On December 24, the de facto government banned women from working for non-government organizations (NGOs).

This latest order came after girls and women were told they couldn’t attend high school until “further notice.”

The High Commissioner said that if women couldn’t work for NGOs, they and their families wouldn’t get paid, and they wouldn’t be able to affect the growth of their country or the well-being of their fellow people.

A ripple effect

For many people in Afghanistan, NGOs and humanitarian groups provide essential life-saving services, including food, water, housing, and healthcare, as well as crucial programs like pre- and post-natal and baby care, which women only deliver.

There are many NGOs, and many of them are led by women. They work closely with the UN and other organizations to make sure that national humanitarian and development programs are carried out.

Mr. Türk pointed out that the ban would make it hard, if not impossible, for these NGOs to provide the essential services that so many poor Afghans depend on.

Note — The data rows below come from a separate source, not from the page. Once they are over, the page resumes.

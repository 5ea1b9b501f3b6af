//! Client-facing wire protocol for the orderstream real-time feed.
//!
//! Dashboard clients and integration tests consume these types; the
//! server serializes them onto the WebSocket transport.

pub mod objects;
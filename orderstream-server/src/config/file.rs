//! TOML file configuration structures.
//!
//! These structs directly map to the `orderstream.toml` file format.
//! Every field has a default so a missing file or section still yields
//! a runnable configuration.

use serde::{Deserialize, Serialize};
use std::net::SocketAddr;
use std::time::Duration;

/// Root configuration structure as read from the TOML file.
#[derive(Debug, Clone, Default, Serialize, Deserialize)]
pub struct FileConfig {
    #[serde(default)]
    pub server: ServerSection,
    #[serde(default)]
    pub database: DatabaseSection,
    #[serde(default)]
    pub pipeline: PipelineSection,
}

/// Server configuration section.
#[derive(Debug, Clone, Serialize, Deserialize)]
pub struct ServerSection {
    /// The address and port to listen on (e.g., "0.0.0.0:8000").
    #[serde(default = "default_listen_addr")]
    pub listen: SocketAddr,
}

impl Default for ServerSection {
    fn default() -> Self {
        Self {
            listen: default_listen_addr(),
        }
    }
}

fn default_listen_addr() -> SocketAddr {
    SocketAddr::from(([0, 0, 0, 0], 8000))
}

/// Database pool bounds. The connection URL itself comes from the
/// `DATABASE_URL` environment variable.
#[derive(Debug, Clone, Serialize, Deserialize)]
pub struct DatabaseSection {
    #[serde(default = "default_min_connections")]
    pub min_connections: u32,
    #[serde(default = "default_max_connections")]
    pub max_connections: u32,
}

impl Default for DatabaseSection {
    fn default() -> Self {
        Self {
            min_connections: default_min_connections(),
            max_connections: default_max_connections(),
        }
    }
}

fn default_min_connections() -> u32 {
    5
}

fn default_max_connections() -> u32 {
    20
}

/// Propagation pipeline timing.
#[derive(Debug, Clone, Serialize, Deserialize)]
pub struct PipelineSection {
    /// Change-log poll interval in milliseconds.
    #[serde(default = "default_poll_interval_ms")]
    pub poll_interval_ms: u64,
    /// Heartbeat broadcast interval in seconds.
    #[serde(default = "default_heartbeat_interval_secs")]
    pub heartbeat_interval_secs: u64,
}

impl Default for PipelineSection {
    fn default() -> Self {
        Self {
            poll_interval_ms: default_poll_interval_ms(),
            heartbeat_interval_secs: default_heartbeat_interval_secs(),
        }
    }
}

fn default_poll_interval_ms() -> u64 {
    500
}

fn default_heartbeat_interval_secs() -> u64 {
    30
}

impl FileConfig {
    pub fn poll_interval(&self) -> Duration {
        Duration::from_millis(self.pipeline.poll_interval_ms)
    }

    pub fn heartbeat_interval(&self) -> Duration {
        Duration::from_secs(self.pipeline.heartbeat_interval_secs)
    }
}

#[cfg(test)]
mod tests {
    use super::*;

    #[test]
    fn test_full_config_parsing() {
        let toml_str = r#"
[server]
listen = "127.0.0.1:3000"

[database]
min_connections = 2
max_connections = 8

[pipeline]
poll_interval_ms = 250
heartbeat_interval_secs = 10
"#;
        let config: FileConfig = toml::from_str(toml_str).unwrap();
        assert_eq!(config.server.listen.port(), 3000);
        assert_eq!(config.database.max_connections, 8);
        assert_eq!(config.poll_interval(), Duration::from_millis(250));
        assert_eq!(config.heartbeat_interval(), Duration::from_secs(10));
    }

    #[test]
    fn test_missing_sections_fall_back_to_defaults() {
        let config: FileConfig = toml::from_str("").unwrap();
        assert_eq!(config.server.listen.port(), 8000);
        assert_eq!(config.database.min_connections, 5);
        assert_eq!(config.database.max_connections, 20);
        assert_eq!(config.poll_interval(), Duration::from_millis(500));
        assert_eq!(config.heartbeat_interval(), Duration::from_secs(30));
    }
}
use super::types::ChangeNotification;
use async_trait::async_trait;
use futures_util::future::join_all;
use std::sync::Arc;
use std::sync::atomic::{AtomicU64, Ordering};
use tokio::sync::RwLock;
use tracing::{debug, error, info};

/// Error surfaced by a subscriber callback. Logged by the bus, never
/// propagated to the publisher.
pub type SubscriberError = Box<dyn std::error::Error + Send + Sync>;

/// An internal consumer of change notifications.
#[async_trait]
pub trait Subscriber: Send + Sync {
    /// Stable name used when logging delivery failures.
    fn name(&self) -> &str;

    async fn notify(&self, notification: ChangeNotification) -> Result<(), SubscriberError>;
}

/// Handle returned by [`NotificationBus::subscribe`]; pass it back to
/// [`NotificationBus::unsubscribe`] to remove the registration.
#[derive(Debug, Clone, Copy, PartialEq, Eq, Hash)]
pub struct SubscriberId(u64);

/// In-process publish/subscribe hub.
///
/// Publishing dispatches to a snapshot of the subscriber list taken at
/// call time; subscribers added or removed mid-dispatch only affect
/// subsequent rounds. A failing subscriber neither cancels nor fails
/// its siblings, and `publish` itself never fails.
#[derive(Clone)]
pub struct NotificationBus {
    inner: Arc<BusInner>,
}

struct BusInner {
    subscribers: RwLock<Vec<(SubscriberId, Arc<dyn Subscriber>)>>,
    next_id: AtomicU64,
}

impl NotificationBus {
    pub fn new() -> Self {
        Self {
            inner: Arc::new(BusInner {
                subscribers: RwLock::new(Vec::new()),
                next_id: AtomicU64::new(0),
            }),
        }
    }

    pub async fn subscribe(&self, subscriber: Arc<dyn Subscriber>) -> SubscriberId {
        let id = SubscriberId(self.inner.next_id.fetch_add(1, Ordering::Relaxed));
        let mut subscribers = self.inner.subscribers.write().await;
        subscribers.push((id, subscriber));
        info!(total = subscribers.len(), "subscriber added");
        id
    }

    /// Remove a subscriber. Unknown ids are a no-op.
    pub async fn unsubscribe(&self, id: SubscriberId) {
        let mut subscribers = self.inner.subscribers.write().await;
        let before = subscribers.len();
        subscribers.retain(|(subscriber_id, _)| *subscriber_id != id);
        if subscribers.len() != before {
            info!(total = subscribers.len(), "subscriber removed");
        }
    }

    pub async fn subscriber_count(&self) -> usize {
        self.inner.subscribers.read().await.len()
    }

    /// Fan a notification out to every current subscriber and wait for
    /// all dispatches to settle.
    pub async fn publish(&self, notification: ChangeNotification) {
        let snapshot: Vec<(SubscriberId, Arc<dyn Subscriber>)> =
            self.inner.subscribers.read().await.clone();
        if snapshot.is_empty() {
            return;
        }

        let dispatches = snapshot.iter().map(|(_, subscriber)| {
            let subscriber = Arc::clone(subscriber);
            let notification = notification.clone();
            async move {
                let outcome = subscriber.notify(notification).await;
                (subscriber, outcome)
            }
        });

        for (subscriber, outcome) in join_all(dispatches).await {
            if let Err(e) = outcome {
                error!(
                    subscriber = subscriber.name(),
                    error = %e,
                    "subscriber delivery failed"
                );
            }
        }

        debug!(
            change_id = notification.change_id,
            subscribers = snapshot.len(),
            "notification dispatched"
        );
    }
}

impl Default for NotificationBus {
    fn default() -> Self {
        Self::new()
    }
}

#[cfg(test)]
mod tests {
    use super::*;
    use crate::test_support::RecordingSubscriber;
    use orderstream_sdk::objects::ws::ChangeOperation;

    fn notification(change_id: i64) -> ChangeNotification {
        ChangeNotification {
            change_id,
            order_id: 1,
            operation: ChangeOperation::Update,
            order: None,
            previous_data: None,
            changed_at: time::OffsetDateTime::now_utc(),
        }
    }

    #[tokio::test]
    async fn publish_without_subscribers_is_a_no_op() {
        let bus = NotificationBus::new();
        bus.publish(notification(1)).await;
        bus.publish(notification(2)).await;
        assert_eq!(bus.subscriber_count().await, 0);
    }

    #[tokio::test]
    async fn unsubscribe_of_unknown_id_leaves_the_count_unchanged() {
        let bus = NotificationBus::new();
        let first = bus.subscribe(RecordingSubscriber::new()).await;
        let second = bus.subscribe(RecordingSubscriber::new()).await;

        bus.unsubscribe(first).await;
        assert_eq!(bus.subscriber_count().await, 1);

        // Removing the same id twice changes nothing.
        bus.unsubscribe(first).await;
        assert_eq!(bus.subscriber_count().await, 1);

        bus.unsubscribe(second).await;
        assert_eq!(bus.subscriber_count().await, 0);
    }

    #[tokio::test]
    async fn a_failing_subscriber_does_not_affect_its_siblings() {
        let bus = NotificationBus::new();
        let failing = RecordingSubscriber::failing();
        let healthy = RecordingSubscriber::new();
        bus.subscribe(failing.clone()).await;
        bus.subscribe(healthy.clone()).await;

        bus.publish(notification(1)).await;
        bus.publish(notification(2)).await;

        assert_eq!(failing.count(), 2);
        assert_eq!(healthy.count(), 2);
    }

    #[tokio::test]
    async fn every_subscriber_sees_every_notification() {
        let bus = NotificationBus::new();
        let subscriber = RecordingSubscriber::new();
        bus.subscribe(subscriber.clone()).await;

        for change_id in 1..=5 {
            bus.publish(notification(change_id)).await;
        }

        let seen = subscriber.notifications.lock().await;
        let ids: Vec<i64> = seen.iter().map(|n| n.change_id).collect();
        assert_eq!(ids, vec![1, 2, 3, 4, 5]);
    }
}
//! Axum server setup and router configuration.

use crate::api;
use crate::shutdown::shutdown_signal;
use crate::state::AppState;
use axum::{Router, routing::get};
use std::net::SocketAddr;
use tokio::net::TcpListener;

/// Build the main application router.
pub fn build_router(state: AppState) -> Router {
    Router::new()
        .route("/health", get(api::health::health_check))
        .route("/stats", get(api::stats::get_stats))
        .route("/ws", get(api::ws::ws_upgrade))
        .with_state(state)
}

/// Run the server with graceful shutdown support.
pub async fn run_server(router: Router, addr: SocketAddr) -> Result<(), std::io::Error> {
    let listener = TcpListener::bind(addr).await?;
    tracing::info!("Server listening on {}", addr);

    axum::serve(listener, router)
        .with_graceful_shutdown(shutdown_signal())
        .await
}
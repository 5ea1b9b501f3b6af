use crate::connections::ConnectionRegistry;
use std::sync::Arc;
use std::time::Duration;
use tokio::sync::watch;
use tracing::{debug, info};

/// Fixed-period no-op broadcast that keeps idle transports open and
/// prunes dead connections through the usual failed-send path.
pub struct HeartbeatScheduler {
    registry: Arc<ConnectionRegistry>,
    interval: Duration,
    shutdown_rx: watch::Receiver<bool>,
}

impl HeartbeatScheduler {
    pub fn new(
        registry: Arc<ConnectionRegistry>,
        interval: Duration,
        shutdown_rx: watch::Receiver<bool>,
    ) -> Self {
        Self {
            registry,
            interval,
            shutdown_rx,
        }
    }

    /// Run until the shutdown signal flips. Send failures are handled
    /// per connection inside the broadcast; the loop always reaches its
    /// next tick.
    pub async fn run(mut self) {
        info!(interval = ?self.interval, "heartbeat scheduler started");

        loop {
            tokio::select! {
                biased;

                _ = self.shutdown_rx.changed() => {
                    if *self.shutdown_rx.borrow() {
                        info!("heartbeat scheduler received shutdown signal");
                        break;
                    }
                }

                _ = tokio::time::sleep(self.interval) => {
                    debug!("sending heartbeat");
                    self.registry.send_heartbeat().await;
                }
            }
        }

        info!("heartbeat scheduler stopped");
    }
}

#[cfg(test)]
mod tests {
    use super::*;
    use crate::test_support::{MemoryRecordStore, MockSink};

    #[tokio::test]
    async fn heartbeats_reach_all_connections_until_shutdown() {
        let store = MemoryRecordStore::new();
        let registry = Arc::new(ConnectionRegistry::new(store));
        let first = MockSink::new();
        let second = MockSink::new();
        registry.connect(first.clone(), "first").await;
        registry.connect(second.clone(), "second").await;

        let (shutdown_tx, shutdown_rx) = watch::channel(false);
        let scheduler =
            HeartbeatScheduler::new(registry.clone(), Duration::from_millis(10), shutdown_rx);
        let handle = tokio::spawn(scheduler.run());

        tokio::time::sleep(Duration::from_millis(80)).await;
        shutdown_tx.send(true).unwrap();
        handle.await.unwrap();

        let first_frames = first.sent_frames().await;
        let second_frames = second.sent_frames().await;
        // Frame 0 is the initial snapshot; at least one heartbeat follows.
        assert!(first_frames.len() >= 2);
        assert!(second_frames.len() >= 2);
        assert_eq!(first_frames[1], second_frames[1]);
        let value: serde_json::Value = serde_json::from_str(&first_frames[1]).unwrap();
        assert_eq!(value["type"], "heartbeat");
    }
}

“It is even more upsetting because Afghanistan is in the midst of winter, when we know that there are greater than usual humanitarian needs and that the work done by these NGOs is even more vital.”

violent threat

The High Commissioner was very worried that women and girls would be more likely to be victims of domestic, sexual, and gender-based violence if the number of poor people in Afghanistan kept going up.

He emphasized that “women and girls cannot be denied their inherent rights.”

The de facto authorities will fail in their attempts to silence and hide them, which will only worsen the lives of all Afghans and slow the country’s progress. Such policies are in no way justifiable.